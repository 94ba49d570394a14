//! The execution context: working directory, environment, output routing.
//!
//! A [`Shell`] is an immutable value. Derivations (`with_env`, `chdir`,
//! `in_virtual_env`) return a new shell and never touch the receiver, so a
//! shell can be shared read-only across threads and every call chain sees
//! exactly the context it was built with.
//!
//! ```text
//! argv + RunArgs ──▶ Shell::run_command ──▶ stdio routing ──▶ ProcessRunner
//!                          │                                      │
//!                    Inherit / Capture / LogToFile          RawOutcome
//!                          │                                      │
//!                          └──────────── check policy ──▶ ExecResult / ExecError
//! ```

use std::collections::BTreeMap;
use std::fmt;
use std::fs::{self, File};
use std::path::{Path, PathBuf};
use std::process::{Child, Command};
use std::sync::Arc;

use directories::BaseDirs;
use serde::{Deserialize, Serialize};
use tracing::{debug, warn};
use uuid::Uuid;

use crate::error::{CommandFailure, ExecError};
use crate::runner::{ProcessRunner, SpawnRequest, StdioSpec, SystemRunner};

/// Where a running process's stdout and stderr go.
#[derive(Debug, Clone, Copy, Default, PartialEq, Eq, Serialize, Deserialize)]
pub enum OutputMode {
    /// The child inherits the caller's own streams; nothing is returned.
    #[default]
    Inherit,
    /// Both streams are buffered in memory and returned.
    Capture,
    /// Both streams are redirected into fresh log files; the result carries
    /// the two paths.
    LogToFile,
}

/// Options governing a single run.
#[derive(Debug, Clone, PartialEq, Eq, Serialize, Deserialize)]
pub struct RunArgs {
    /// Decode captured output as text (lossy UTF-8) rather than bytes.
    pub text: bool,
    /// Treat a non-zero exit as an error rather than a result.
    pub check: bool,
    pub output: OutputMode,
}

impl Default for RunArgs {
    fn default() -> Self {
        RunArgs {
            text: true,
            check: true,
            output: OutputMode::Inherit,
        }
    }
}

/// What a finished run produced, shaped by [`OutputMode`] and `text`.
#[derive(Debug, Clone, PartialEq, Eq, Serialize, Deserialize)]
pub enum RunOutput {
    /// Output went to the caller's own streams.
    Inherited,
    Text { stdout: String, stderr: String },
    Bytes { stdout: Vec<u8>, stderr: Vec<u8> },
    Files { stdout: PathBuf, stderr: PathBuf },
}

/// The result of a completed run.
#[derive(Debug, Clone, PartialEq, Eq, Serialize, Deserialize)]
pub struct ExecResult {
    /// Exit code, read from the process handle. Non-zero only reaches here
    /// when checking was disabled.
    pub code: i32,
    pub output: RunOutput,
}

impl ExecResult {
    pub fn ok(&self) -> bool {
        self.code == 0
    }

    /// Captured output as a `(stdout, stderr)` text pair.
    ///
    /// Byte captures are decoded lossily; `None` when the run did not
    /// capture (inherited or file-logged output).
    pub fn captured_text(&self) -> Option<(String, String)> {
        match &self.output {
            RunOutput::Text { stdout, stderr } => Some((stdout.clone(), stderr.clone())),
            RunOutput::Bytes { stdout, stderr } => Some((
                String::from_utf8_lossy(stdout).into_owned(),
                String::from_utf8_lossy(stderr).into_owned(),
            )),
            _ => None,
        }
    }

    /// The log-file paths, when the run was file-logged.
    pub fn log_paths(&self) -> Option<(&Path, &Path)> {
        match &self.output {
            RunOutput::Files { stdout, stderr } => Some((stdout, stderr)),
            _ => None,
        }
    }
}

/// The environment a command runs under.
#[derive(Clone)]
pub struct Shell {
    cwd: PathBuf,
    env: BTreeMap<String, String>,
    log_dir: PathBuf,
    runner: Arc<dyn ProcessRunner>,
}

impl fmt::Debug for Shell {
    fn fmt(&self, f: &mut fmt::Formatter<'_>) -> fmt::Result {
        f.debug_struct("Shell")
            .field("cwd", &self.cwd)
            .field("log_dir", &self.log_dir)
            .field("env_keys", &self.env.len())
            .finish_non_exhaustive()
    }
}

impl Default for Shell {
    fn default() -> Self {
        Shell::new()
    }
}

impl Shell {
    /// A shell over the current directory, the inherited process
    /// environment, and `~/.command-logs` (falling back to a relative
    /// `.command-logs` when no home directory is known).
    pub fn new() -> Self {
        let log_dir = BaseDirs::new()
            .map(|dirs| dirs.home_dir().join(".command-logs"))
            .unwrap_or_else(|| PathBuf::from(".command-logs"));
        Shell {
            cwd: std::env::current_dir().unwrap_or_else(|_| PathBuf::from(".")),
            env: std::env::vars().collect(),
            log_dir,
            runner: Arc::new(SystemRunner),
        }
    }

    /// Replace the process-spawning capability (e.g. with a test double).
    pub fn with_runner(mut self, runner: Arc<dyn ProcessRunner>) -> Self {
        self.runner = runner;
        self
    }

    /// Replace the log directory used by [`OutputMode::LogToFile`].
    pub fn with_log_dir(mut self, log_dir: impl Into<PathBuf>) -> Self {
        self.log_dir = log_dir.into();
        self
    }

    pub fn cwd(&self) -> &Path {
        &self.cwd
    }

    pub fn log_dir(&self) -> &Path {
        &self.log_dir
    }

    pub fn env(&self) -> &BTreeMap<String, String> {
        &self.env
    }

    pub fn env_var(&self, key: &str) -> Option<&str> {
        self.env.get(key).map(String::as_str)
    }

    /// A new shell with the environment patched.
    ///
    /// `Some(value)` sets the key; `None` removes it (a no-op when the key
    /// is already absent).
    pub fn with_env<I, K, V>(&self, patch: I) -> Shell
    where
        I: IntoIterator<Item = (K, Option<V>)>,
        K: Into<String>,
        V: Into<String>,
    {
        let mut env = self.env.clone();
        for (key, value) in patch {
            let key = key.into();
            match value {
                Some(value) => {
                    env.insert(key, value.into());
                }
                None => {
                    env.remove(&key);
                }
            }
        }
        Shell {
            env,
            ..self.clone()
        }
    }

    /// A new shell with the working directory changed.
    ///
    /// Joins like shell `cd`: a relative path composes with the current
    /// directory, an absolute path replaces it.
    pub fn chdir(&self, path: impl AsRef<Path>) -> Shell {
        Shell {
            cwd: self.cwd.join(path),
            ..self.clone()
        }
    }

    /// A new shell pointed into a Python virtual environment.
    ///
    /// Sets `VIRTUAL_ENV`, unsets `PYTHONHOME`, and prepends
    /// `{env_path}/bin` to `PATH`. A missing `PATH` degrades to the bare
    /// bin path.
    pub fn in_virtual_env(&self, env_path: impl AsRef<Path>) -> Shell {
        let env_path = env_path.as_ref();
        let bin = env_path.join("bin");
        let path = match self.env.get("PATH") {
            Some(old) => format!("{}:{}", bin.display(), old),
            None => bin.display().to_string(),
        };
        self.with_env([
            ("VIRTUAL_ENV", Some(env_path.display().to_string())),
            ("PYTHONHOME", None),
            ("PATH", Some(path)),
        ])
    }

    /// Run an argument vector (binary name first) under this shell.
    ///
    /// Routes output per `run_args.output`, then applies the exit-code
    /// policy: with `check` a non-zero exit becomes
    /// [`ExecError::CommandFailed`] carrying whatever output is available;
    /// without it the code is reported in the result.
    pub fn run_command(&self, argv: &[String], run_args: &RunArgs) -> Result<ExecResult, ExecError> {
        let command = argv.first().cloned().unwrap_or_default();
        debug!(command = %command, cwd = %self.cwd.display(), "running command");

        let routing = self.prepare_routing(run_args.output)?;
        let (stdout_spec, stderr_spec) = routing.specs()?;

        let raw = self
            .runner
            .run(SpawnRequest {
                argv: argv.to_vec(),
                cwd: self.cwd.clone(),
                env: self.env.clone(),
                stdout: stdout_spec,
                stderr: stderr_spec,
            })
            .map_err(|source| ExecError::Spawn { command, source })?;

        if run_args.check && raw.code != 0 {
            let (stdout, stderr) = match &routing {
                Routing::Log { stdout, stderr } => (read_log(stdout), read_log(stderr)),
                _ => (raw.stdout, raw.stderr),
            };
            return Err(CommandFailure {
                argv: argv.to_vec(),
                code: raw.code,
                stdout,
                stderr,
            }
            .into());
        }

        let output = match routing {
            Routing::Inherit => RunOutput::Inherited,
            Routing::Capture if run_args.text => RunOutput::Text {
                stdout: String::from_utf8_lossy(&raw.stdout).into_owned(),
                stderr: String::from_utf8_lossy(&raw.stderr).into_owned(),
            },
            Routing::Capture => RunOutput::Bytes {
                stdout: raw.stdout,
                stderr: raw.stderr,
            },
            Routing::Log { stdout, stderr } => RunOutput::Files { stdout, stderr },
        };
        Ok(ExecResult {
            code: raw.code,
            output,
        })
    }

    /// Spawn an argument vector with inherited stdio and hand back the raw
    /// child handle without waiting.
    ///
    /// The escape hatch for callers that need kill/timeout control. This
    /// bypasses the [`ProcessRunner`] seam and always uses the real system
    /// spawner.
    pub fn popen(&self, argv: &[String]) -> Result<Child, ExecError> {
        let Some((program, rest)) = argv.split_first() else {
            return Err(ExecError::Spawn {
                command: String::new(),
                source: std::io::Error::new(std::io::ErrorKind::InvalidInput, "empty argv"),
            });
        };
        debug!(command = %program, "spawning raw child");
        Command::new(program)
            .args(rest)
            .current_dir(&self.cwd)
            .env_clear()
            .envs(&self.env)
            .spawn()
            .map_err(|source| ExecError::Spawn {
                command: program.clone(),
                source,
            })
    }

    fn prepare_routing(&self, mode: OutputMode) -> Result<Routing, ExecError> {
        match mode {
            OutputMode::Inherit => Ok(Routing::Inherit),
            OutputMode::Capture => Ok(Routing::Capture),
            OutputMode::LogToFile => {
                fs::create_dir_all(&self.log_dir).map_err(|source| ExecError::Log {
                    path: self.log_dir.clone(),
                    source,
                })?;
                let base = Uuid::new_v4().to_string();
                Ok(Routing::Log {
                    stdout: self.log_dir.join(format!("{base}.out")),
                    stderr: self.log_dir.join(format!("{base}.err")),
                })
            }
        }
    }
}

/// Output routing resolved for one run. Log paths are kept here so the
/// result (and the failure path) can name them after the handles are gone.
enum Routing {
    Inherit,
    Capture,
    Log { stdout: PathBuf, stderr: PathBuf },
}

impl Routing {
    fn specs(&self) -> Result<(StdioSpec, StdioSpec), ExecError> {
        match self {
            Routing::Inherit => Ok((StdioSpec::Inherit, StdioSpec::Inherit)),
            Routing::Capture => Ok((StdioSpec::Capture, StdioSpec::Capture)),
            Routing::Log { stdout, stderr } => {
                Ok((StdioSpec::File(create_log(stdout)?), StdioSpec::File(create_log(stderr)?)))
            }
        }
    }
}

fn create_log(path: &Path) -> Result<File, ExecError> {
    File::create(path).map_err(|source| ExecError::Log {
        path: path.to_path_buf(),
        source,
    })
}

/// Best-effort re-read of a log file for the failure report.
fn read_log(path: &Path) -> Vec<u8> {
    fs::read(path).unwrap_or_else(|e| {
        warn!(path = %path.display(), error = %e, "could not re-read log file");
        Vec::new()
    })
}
═══
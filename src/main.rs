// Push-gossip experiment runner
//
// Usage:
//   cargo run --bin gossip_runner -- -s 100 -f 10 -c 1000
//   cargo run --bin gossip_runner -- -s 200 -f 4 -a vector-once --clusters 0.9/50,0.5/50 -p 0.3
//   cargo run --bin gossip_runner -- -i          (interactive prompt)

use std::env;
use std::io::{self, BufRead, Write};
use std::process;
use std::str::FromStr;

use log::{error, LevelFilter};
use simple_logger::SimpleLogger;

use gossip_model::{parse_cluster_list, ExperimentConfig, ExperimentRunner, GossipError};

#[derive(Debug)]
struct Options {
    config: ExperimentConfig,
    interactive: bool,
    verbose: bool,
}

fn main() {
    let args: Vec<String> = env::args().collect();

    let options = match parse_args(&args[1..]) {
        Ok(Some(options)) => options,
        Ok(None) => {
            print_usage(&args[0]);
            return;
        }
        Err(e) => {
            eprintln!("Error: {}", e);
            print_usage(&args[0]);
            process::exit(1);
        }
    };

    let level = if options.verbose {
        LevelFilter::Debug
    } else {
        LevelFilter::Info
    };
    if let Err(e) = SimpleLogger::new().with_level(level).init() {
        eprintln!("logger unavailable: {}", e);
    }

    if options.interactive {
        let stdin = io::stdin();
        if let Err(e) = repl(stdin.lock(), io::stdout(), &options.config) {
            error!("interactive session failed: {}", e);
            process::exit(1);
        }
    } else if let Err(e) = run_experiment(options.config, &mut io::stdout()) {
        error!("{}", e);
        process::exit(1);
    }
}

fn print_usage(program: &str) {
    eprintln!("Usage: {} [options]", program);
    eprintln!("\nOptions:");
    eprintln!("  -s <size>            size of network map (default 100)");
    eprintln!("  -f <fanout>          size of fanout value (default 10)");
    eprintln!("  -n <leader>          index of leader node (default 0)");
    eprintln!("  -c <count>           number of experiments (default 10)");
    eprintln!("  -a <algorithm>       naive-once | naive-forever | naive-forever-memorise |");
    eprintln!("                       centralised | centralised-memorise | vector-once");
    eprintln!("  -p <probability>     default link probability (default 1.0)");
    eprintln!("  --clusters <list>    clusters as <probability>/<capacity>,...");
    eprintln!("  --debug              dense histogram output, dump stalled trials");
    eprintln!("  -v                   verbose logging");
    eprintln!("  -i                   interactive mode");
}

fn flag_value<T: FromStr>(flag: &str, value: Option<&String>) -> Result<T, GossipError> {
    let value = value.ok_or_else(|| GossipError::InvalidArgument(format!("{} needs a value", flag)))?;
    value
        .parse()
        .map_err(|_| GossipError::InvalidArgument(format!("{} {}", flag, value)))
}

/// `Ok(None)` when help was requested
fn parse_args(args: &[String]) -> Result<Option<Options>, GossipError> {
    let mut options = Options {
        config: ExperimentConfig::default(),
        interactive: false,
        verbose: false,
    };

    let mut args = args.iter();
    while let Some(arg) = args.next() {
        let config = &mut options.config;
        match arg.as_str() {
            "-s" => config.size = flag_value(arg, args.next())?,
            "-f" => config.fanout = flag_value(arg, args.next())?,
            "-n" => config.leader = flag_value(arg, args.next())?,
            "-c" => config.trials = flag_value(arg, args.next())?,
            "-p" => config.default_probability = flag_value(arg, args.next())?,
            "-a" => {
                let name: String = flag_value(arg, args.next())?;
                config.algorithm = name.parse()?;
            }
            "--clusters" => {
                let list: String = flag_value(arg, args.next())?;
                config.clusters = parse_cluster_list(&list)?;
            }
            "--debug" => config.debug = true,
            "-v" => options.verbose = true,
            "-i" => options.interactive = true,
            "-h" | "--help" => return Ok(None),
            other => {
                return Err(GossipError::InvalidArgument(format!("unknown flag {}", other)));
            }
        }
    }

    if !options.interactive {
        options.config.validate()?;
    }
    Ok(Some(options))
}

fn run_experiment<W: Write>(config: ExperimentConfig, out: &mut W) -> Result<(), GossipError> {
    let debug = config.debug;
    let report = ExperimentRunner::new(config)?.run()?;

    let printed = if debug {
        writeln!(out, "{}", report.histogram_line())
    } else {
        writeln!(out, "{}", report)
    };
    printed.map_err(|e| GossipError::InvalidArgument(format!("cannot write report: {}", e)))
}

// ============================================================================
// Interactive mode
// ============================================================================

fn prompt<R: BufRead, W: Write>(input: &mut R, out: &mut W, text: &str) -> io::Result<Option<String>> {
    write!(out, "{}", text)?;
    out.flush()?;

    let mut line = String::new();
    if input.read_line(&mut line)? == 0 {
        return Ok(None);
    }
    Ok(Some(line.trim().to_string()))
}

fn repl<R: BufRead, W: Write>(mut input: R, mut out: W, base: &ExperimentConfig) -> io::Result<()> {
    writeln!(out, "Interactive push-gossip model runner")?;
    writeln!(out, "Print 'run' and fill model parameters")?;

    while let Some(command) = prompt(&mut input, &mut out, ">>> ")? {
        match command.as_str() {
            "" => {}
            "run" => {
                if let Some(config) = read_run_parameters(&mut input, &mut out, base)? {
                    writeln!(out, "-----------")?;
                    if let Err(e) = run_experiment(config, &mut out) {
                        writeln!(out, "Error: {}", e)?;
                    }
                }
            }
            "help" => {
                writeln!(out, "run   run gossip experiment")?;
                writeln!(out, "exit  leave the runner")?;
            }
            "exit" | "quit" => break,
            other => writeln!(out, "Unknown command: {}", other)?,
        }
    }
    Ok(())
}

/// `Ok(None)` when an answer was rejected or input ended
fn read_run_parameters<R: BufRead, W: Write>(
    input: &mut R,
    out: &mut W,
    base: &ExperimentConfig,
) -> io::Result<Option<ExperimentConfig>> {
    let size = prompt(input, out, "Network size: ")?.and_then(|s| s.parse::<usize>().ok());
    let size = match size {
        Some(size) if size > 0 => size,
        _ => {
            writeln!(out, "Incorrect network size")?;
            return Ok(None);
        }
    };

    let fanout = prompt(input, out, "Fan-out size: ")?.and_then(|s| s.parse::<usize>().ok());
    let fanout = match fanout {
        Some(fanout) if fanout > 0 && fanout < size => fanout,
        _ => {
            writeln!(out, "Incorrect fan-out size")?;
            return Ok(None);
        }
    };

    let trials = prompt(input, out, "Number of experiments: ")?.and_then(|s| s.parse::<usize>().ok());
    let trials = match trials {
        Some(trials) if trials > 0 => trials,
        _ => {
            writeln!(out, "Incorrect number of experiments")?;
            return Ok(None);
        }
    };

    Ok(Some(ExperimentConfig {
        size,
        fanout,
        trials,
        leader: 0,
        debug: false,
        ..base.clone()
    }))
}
═══
The lines above that hold the word "OutputMode" should be found and copied out.

RESPONSE TO THIS EXERCISE:
pub enum OutputMode {
    pub output: OutputMode,
            output: OutputMode::Inherit,
/// What a finished run produced, shaped by [`OutputMode`] and `text`.
    /// Replace the log directory used by [`OutputMode::LogToFile`].
    fn prepare_routing(&self, mode: OutputMode) -> Result<Routing, ExecError> {
            OutputMode::Inherit => Ok(Routing::Inherit),
            OutputMode::Capture => Ok(Routing::Capture),
            OutputMode::LogToFile => {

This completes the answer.